Exercise objective
Return only those lines of the material that contain "ConversionError".
Records supplied section start
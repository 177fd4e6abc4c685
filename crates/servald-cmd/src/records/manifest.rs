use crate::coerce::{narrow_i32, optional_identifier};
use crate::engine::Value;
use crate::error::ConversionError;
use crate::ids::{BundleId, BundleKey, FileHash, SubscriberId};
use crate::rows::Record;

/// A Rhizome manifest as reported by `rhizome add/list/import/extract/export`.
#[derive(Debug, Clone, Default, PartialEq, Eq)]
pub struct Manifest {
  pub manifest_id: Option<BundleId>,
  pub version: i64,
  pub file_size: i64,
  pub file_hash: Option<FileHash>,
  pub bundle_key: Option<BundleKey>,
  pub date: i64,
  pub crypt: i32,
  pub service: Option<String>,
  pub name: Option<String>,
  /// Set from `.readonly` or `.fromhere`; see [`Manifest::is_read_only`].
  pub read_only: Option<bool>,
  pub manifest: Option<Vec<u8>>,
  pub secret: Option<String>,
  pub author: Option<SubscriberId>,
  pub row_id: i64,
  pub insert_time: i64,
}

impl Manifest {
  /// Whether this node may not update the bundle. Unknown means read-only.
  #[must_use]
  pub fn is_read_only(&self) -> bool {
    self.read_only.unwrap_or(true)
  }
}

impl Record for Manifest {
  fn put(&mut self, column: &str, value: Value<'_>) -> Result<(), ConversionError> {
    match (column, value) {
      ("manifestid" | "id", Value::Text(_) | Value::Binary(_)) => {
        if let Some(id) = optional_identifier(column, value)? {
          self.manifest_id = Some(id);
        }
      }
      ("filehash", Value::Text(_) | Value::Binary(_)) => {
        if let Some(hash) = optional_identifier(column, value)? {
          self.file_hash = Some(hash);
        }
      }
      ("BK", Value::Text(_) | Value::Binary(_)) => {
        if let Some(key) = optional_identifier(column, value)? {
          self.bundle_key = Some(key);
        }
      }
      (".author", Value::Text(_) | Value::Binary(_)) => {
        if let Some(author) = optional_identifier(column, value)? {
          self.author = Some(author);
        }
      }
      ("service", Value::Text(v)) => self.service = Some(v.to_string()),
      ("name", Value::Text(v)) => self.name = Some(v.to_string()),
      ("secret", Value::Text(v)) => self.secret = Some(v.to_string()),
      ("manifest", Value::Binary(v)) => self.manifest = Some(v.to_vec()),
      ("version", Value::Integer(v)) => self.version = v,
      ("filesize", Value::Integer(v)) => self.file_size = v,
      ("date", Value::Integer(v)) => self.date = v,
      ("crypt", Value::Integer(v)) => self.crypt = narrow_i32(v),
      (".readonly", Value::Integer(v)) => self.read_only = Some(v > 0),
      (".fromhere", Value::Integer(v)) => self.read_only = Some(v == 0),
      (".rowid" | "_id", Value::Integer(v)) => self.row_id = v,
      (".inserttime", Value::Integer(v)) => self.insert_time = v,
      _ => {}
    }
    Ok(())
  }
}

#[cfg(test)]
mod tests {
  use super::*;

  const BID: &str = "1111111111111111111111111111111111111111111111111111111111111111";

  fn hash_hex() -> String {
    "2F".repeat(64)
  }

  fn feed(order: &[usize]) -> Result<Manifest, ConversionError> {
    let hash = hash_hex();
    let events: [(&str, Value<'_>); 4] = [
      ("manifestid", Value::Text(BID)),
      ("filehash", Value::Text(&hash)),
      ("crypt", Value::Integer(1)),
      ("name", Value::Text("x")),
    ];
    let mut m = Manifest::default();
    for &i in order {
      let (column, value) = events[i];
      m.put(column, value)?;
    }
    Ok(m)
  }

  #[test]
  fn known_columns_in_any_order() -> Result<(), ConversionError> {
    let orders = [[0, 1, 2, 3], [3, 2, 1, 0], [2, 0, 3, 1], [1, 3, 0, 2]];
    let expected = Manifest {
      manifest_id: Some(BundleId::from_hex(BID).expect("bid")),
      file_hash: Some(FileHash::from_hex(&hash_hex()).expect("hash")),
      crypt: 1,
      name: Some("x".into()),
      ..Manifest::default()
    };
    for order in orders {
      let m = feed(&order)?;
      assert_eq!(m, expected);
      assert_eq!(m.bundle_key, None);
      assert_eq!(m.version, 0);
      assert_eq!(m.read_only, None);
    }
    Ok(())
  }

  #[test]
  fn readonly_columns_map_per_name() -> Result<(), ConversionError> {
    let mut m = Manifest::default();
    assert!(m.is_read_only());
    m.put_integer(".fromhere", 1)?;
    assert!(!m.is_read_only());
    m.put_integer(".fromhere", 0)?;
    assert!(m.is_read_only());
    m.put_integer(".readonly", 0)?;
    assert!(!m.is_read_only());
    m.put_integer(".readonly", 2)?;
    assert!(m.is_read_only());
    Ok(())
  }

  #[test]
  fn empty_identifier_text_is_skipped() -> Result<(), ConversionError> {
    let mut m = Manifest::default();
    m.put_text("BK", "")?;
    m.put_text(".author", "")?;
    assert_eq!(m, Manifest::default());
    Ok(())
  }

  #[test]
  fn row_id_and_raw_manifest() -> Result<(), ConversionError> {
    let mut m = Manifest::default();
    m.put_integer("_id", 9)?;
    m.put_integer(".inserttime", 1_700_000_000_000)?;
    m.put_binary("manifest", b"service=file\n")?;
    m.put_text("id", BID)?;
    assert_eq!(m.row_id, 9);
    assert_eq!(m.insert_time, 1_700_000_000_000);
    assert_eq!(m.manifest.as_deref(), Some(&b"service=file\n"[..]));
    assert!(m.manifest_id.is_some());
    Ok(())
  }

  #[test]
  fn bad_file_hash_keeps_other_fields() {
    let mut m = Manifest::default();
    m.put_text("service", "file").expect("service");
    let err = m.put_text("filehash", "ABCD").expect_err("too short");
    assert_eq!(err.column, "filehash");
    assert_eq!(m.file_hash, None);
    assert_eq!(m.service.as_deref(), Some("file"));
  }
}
Records supplied section end
Records supplied section start
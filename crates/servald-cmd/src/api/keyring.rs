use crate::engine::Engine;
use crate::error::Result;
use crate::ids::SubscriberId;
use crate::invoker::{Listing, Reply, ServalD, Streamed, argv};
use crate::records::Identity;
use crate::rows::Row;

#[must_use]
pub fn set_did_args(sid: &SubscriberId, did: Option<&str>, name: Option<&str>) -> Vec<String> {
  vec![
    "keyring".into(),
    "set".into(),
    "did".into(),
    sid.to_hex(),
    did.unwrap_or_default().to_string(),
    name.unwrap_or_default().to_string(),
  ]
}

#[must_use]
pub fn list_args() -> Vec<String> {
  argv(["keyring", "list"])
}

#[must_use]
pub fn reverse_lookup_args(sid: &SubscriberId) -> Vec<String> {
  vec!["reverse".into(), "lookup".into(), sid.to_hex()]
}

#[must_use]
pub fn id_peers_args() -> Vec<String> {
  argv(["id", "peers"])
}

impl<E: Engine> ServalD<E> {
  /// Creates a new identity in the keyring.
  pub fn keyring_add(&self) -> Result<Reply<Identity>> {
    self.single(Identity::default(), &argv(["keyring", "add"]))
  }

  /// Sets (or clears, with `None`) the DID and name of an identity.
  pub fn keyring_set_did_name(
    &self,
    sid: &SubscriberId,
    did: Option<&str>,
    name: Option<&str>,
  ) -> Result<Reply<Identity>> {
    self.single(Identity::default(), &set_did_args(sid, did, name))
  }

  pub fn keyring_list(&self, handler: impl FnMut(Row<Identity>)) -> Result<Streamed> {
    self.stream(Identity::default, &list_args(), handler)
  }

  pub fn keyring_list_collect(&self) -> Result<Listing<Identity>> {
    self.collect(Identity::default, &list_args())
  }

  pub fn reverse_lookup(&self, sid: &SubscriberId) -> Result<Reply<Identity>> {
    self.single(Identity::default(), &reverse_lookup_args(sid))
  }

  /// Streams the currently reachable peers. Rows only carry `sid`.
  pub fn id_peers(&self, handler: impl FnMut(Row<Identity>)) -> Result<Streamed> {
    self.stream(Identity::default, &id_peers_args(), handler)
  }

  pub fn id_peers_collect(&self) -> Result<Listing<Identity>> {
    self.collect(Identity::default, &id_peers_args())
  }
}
Records supplied section end
Answer to the problem
use crate::error::ConversionError;
  fn put(&mut self, column: &str, value: Value<'_>) -> Result<(), ConversionError> {
  fn feed(order: &[usize]) -> Result<Manifest, ConversionError> {
  fn known_columns_in_any_order() -> Result<(), ConversionError> {
  fn readonly_columns_map_per_name() -> Result<(), ConversionError> {
  fn empty_identifier_text_is_skipped() -> Result<(), ConversionError> {
  fn row_id_and_raw_manifest() -> Result<(), ConversionError> {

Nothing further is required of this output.